A new Earth Dreams 1.6-litre turbo diesel model with 88kW and 300Nm is the engine we’re talking about, and it may come with the choice of six-speed manual or nine-speed automatic transmissions.
Honda Australia director Stephen Collins made it clear at a meeting with members of the automotive press this week that there is a call for a diesel HR-V from customers – but he didn’t specify just how many people actually want it.
“We said at the launch that we planned to have diesel available for HR-V,” Collins said. “We’re still working on diesel, and I actually don’t have a timeframe that I can give you as to when that will be.
“We still are interested in HR-V diesel, but having said that I’ve got to say we’re pretty pleased with HR-V is at. We get a bit of enquiry on diesel, but it’s pretty minimal,” he said.
There’s good reason Collins is happy with the sales of the HR-V, which has just one drivetrain available - a 1.8-litre four-cylinder petrol with a CVT automatic.
Despite that single drivetrain, the HR-V sold 10,899 units in 2015, making it the fourth-biggest seller in the small SUV segment. In 2016, it is sitting in the same position behind the likes of the Mitsubishi ASX, Nissan Qashqai and the Mazda CX-3 – all of which have diesel models in their ranges.
However, the HR-V can’t tread on the toes of its bigger brother, the CR-V, in terms of price – Collins made that quite clear.
“So, the short answer is that we’re certainly interested in it. It needs to make economic sense, we need to be able to price it properly, like we have with the petrol variants. So that will play out over the next couple of months,” he said.
When asked if there’s a chance the brand won’t bring a diesel HR-V, he admitted “there’s a chance”.
“Really the only showstopper would be if we can’t price it well enough,” he said.
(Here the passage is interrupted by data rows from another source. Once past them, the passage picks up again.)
use axum::{
    Extension,
    extract::{Path, State},
};
use fidofeed_core::domain::pet::{ports::PetService, value_objects::PetFeedingPlan};
use serde::{Deserialize, Serialize};
use utoipa::ToSchema;
use uuid::Uuid;

use crate::application::{
    device_middleware::DeviceContext,
    http::server::{
        api_entities::{api_error::ApiError, response::Response},
        app_state::AppState,
    },
};

#[derive(Debug, Serialize, Deserialize, ToSchema, PartialEq)]
pub struct PetFeedingPlanResponse {
    pub data: PetFeedingPlan,
}

#[utoipa::path(
    post,
    path = "/{pet_id}/feeding-plan",
    tag = "pet",
    summary = "Build the pet's feeding plan",
    description = "Calculates the ration from the pet's breed, age and latest weight, splits it into meals and stores the plan on the pet.",
    params(
        ("pet_id" = Uuid, Path, description = "Pet ID"),
        ("X-Device-Id" = Option<String>, Header, description = "Device owning the pets"),
    ),
    responses(
        (status = 200, body = PetFeedingPlanResponse),
        (status = 400, description = "Pet has no breed or age"),
        (status = 404, description = "Pet not found")
    )
)]
pub async fn create_pet_feeding_plan(
    Path(pet_id): Path<Uuid>,
    State(state): State<AppState>,
    Extension(device_context): Extension<DeviceContext>,
) -> Result<Response<PetFeedingPlanResponse>, ApiError> {
    let result = state
        .service
        .build_pet_feeding_plan(&device_context.device_id, pet_id)
        .await
        .map_err(ApiError::from)?;

    Ok(Response::OK(PetFeedingPlanResponse { data: result }))
}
The ASX and CX-3 also offer all-wheel-drive, but Collins confirmed that the brand isn’t planning to add that drive type to the HR-V locally.
“No plan at this stage for all-wheel drive. It’s available, but we don’t see a real need for it,” he said. We certainly have considered it. We haven’t just discounted it and said ‘forget it’.
“I think it just comes down to where the core market is, and the core market is two-wheel drive.
“I’d never say never to it, but I think we’re just concentrating on where the core markets are.
“What’s important for dealers these days … is model efficiency. If you’re doing huge volumes you can afford to have 15 different grades and four different engines and 10 different colours. But it’s a balance between providing good options, good choice for customers, and also business efficiency is important too,” he said.